Multifunctional nanomedicine has offered a promising strategy for effective anticancer therapy owing to its versatile capabilities. However, the systematic precise delivery still remains intractable challenge because of the existence of multi-staged biological barriers after intravenous administration. Herein, to address this issue, injectable and TME-responsive nanocomposite hydrogels were developed for localized and synergistic cancer therapy. The nanocomposite hydrogels (Au NBPs&Pt NCs@DOX gel) were synthesized via the formation of metal-sulfur bonds between 4arm-PEG-thiol and Au nanobipyramids or Pt nanoclusters with the DOX encapsulation. The hydrogel exhibited rapid gelation and excellent injectability. Attributed to the high absorbance of Au NBPs, the nanocomposite hydrogels revealed superior photothermal effect under NIR irradiation, which the DOX release was also regulated by NIR laser.

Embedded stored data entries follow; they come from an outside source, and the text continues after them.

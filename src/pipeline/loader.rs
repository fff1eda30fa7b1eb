//! Snapshot and job list loader
//!
//! Load pipeline execution snapshots and job lists from YAML or JSON files.
//! The format is picked from the file extension.

use std::path::Path;

use serde::de::DeserializeOwned;

use super::{IntegrationJobs, PipelineExecutionSnapshot};

#[derive(Debug, thiserror::Error)]
pub enum LoadError {
    #[error("IO error: {0}")]
    Io(#[from] std::io::Error),

    #[error("YAML parse error in {file}: {error}")]
    Yaml {
        file: String,
        error: serde_yaml::Error,
    },

    #[error("JSON parse error in {file}: {error}")]
    Json {
        file: String,
        error: serde_json::Error,
    },

    #[error("Unsupported file extension: {0}")]
    UnsupportedFormat(String),
}

pub struct SnapshotLoader;

impl SnapshotLoader {
    pub fn load_snapshot(path: &Path) -> Result<PipelineExecutionSnapshot, LoadError> {
        let snapshot: PipelineExecutionSnapshot = load_file(path)?;
        tracing::debug!(
            "Loaded snapshot from {} ({} task runs, {} runs)",
            path.display(),
            snapshot.task_runs.len(),
            snapshot.runs.len()
        );
        Ok(snapshot)
    }

    pub fn load_jobs(path: &Path) -> Result<IntegrationJobs, LoadError> {
        load_file(path)
    }
}

/// Deserialize a YAML (`.yaml`, `.yml`) or JSON (`.json`) file.
pub(crate) fn load_file<T: DeserializeOwned>(path: &Path) -> Result<T, LoadError> {
    let ext = path.extension().and_then(|e| e.to_str()).unwrap_or("");
    match ext {
        "yaml" | "yml" => {
            let content = std::fs::read_to_string(path)?;
            serde_yaml::from_str(&content).map_err(|e| LoadError::Yaml {
                file: path.display().to_string(),
                error: e,
            })
        }
        "json" => {
            let content = std::fs::read_to_string(path)?;
            serde_json::from_str(&content).map_err(|e| LoadError::Json {
                file: path.display().to_string(),
                error: e,
            })
        }
        _ => Err(LoadError::UnsupportedFormat(path.display().to_string())),
    }
}
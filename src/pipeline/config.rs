//! Status reporting configuration
//!
//! Loaded from `status.yaml`. Holds the default description budget and
//! named per-backend budgets, since each code host caps status
//! descriptions differently:
//!
//! ```yaml
//! codec:
//!   max_length: 140
//!   ellipsis: "..."
//!   marker: "BaseSHA:"
//!
//! backends:
//!   gitlab:
//!     max_length: 255
//!   gitea:
//!     max_length: 140
//!     ellipsis: "…"
//! ```

use std::collections::HashMap;
use std::path::Path;

use serde::{Deserialize, Serialize};

use super::loader::{load_file, LoadError};
use crate::description::{CodecConfig, CodecError, DescriptionCodec};

#[derive(Debug, Clone, Serialize, Deserialize, Default)]
pub struct StatusConfig {
    /// Budget used when no backend is named, or the name is unknown
    #[serde(default)]
    pub codec: CodecConfig,

    /// Named per-backend budgets
    #[serde(default)]
    pub backends: HashMap<String, CodecConfig>,
}

impl StatusConfig {
    pub fn load(path: impl AsRef<Path>) -> Result<Self, LoadError> {
        load_file(path.as_ref())
    }

    /// Get the codec config for a backend name
    pub fn codec_config_for(&self, backend: &str) -> &CodecConfig {
        match self.backends.get(backend) {
            Some(config) => config,
            None => {
                if backend != "default" {
                    tracing::debug!("No codec config for backend '{}', using default", backend);
                }
                &self.codec
            }
        }
    }

    /// Build a validated codec for a backend name
    pub fn codec_for(&self, backend: &str) -> Result<DescriptionCodec, CodecError> {
        DescriptionCodec::new(self.codec_config_for(backend).clone())
    }
}
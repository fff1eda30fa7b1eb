//! Base commit SHA embedding for status descriptions
//!
//! Code hosts cap the length of a commit status description, and the
//! posted status is the only place the base commit of a comparison is
//! recorded. The codec appends a `BaseSHA:<sha>` suffix to the
//! human-readable description, truncating the description (never the
//! suffix) so the whole string stays within budget:
//!
//! ```text
//! Job is running... BaseSHA:2641c89aac959fb804ec6f2a4a22e129f4ac4900
//! <description, truncated + "..." if needed><marker><40 hex chars>
//! ```
//!
//! Lengths are counted in characters, not bytes.

use std::sync::LazyLock;

use regex::Regex;
use serde::{Deserialize, Serialize};
use tracing::warn;

use super::CodecError;

/// Length of a full commit SHA in hex characters
pub const COMMIT_SHA_LEN: usize = 40;

pub const DEFAULT_MAX_LENGTH: usize = 140;
pub const DEFAULT_ELLIPSIS: &str = "...";
pub const DEFAULT_MARKER: &str = "BaseSHA:";

static COMMIT_SHA_REGEX: LazyLock<Regex> =
    LazyLock::new(|| Regex::new(r"^[0-9a-f]{40}$").unwrap());

/// Whether `s` is a full lowercase hex commit SHA
pub fn is_commit_sha(s: &str) -> bool {
    COMMIT_SHA_REGEX.is_match(s)
}

/// Length budget and literals used by a [`DescriptionCodec`]
#[derive(Debug, Clone, PartialEq, Eq, Serialize, Deserialize)]
pub struct CodecConfig {
    /// Maximum description length accepted by the status backend
    #[serde(default = "default_max_length")]
    pub max_length: usize,

    /// Appended to a truncated description
    #[serde(default = "default_ellipsis")]
    pub ellipsis: String,

    /// Literal preceding the embedded SHA
    #[serde(default = "default_marker")]
    pub marker: String,
}

fn default_max_length() -> usize {
    DEFAULT_MAX_LENGTH
}

fn default_ellipsis() -> String {
    DEFAULT_ELLIPSIS.to_string()
}

fn default_marker() -> String {
    DEFAULT_MARKER.to_string()
}

impl Default for CodecConfig {
    fn default() -> Self {
        Self {
            max_length: default_max_length(),
            ellipsis: default_ellipsis(),
            marker: default_marker(),
        }
    }
}

impl CodecConfig {
    /// Smallest budget that still fits a truncated description with a full suffix
    pub fn required_length(&self) -> usize {
        self.marker.chars().count() + COMMIT_SHA_LEN + self.ellipsis.chars().count()
    }
}

/// Encodes and decodes the base commit SHA suffix of a status description
#[derive(Debug, Clone, Default)]
pub struct DescriptionCodec {
    config: CodecConfig,
}

impl DescriptionCodec {
    pub fn new(config: CodecConfig) -> Result<Self, CodecError> {
        if config.marker.is_empty() {
            return Err(CodecError::EmptyMarker);
        }

        // Decode searches for the last marker, so it must not be able to end inside a SHA
        if config
            .marker
            .ends_with(|c: char| c.is_ascii_digit() || ('a'..='f').contains(&c))
        {
            return Err(CodecError::AmbiguousMarker(config.marker));
        }

        let required = config.required_length();
        if config.max_length < required {
            return Err(CodecError::BudgetTooSmall {
                max_length: config.max_length,
                required,
            });
        }

        Ok(Self { config })
    }

    pub fn config(&self) -> &CodecConfig {
        &self.config
    }

    pub fn max_length(&self) -> usize {
        self.config.max_length
    }

    /// Append `base_sha` to `description`.
    ///
    /// - An empty `base_sha` yields the description truncated to the budget.
    /// - If description and suffix fit, they are simply concatenated.
    /// - Otherwise the description is cut and followed by the ellipsis so
    ///   the result is exactly `max_length` characters long.
    pub fn append_base_sha(&self, description: &str, base_sha: &str) -> String {
        let max_length = self.config.max_length;

        if base_sha.is_empty() {
            return truncate_chars(description, max_length).to_string();
        }

        let suffix = format!("{}{}", self.config.marker, base_sha);
        let suffix_len = suffix.chars().count();
        if description.chars().count() + suffix_len <= max_length {
            return format!("{}{}", description, suffix);
        }

        let ellipsis_len = self.config.ellipsis.chars().count();
        if suffix_len + ellipsis_len > max_length {
            warn!(
                "Base SHA suffix ({} chars) does not fit description budget {}; dropping it",
                suffix_len, max_length
            );
            return truncate_chars(description, max_length).to_string();
        }

        let keep = max_length - suffix_len - ellipsis_len;
        format!(
            "{}{}{}",
            truncate_chars(description, keep),
            self.config.ellipsis,
            suffix
        )
    }

    /// Recover the base SHA from a description built by [`append_base_sha`].
    ///
    /// Only the text after the last marker is considered, and it must be
    /// exactly one lowercase 40-character hex SHA. Anything else yields `None`.
    ///
    /// [`append_base_sha`]: DescriptionCodec::append_base_sha
    pub fn parse_base_sha<'a>(&self, description: &'a str) -> Option<&'a str> {
        let idx = description.rfind(self.config.marker.as_str())?;
        let payload = &description[idx + self.config.marker.len()..];
        is_commit_sha(payload).then_some(payload)
    }
}

/// [`DescriptionCodec::append_base_sha`] with the default 140-character budget.
pub fn append_base_sha(description: &str, base_sha: &str) -> String {
    DescriptionCodec::default().append_base_sha(description, base_sha)
}

/// [`DescriptionCodec::parse_base_sha`] with the default marker. Returns an
/// empty string when no valid SHA is present.
pub fn parse_base_sha(description: &str) -> String {
    DescriptionCodec::default()
        .parse_base_sha(description)
        .unwrap_or_default()
        .to_string()
}

fn truncate_chars(s: &str, max_chars: usize) -> &str {
    match s.char_indices().nth(max_chars) {
        Some((idx, _)) => &s[..idx],
        None => s,
    }
}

In addition, the catalase- and peroxidase-like activities of Pt NCs were validated to convert endogenous H2O2 into ROS and O2 in situ to achieve chemodynamic therapy (CDT) and alleviate the hypoxic microenvironment. Simultaneously, catalytic therapy combined with NIR irradiation exhibited strongest inhibition to the growth of 4T1 tumor in vitro and in vivo. Thus, this study provided a new strategy for TME remodeling and local combination therapies of different therapeutic agents.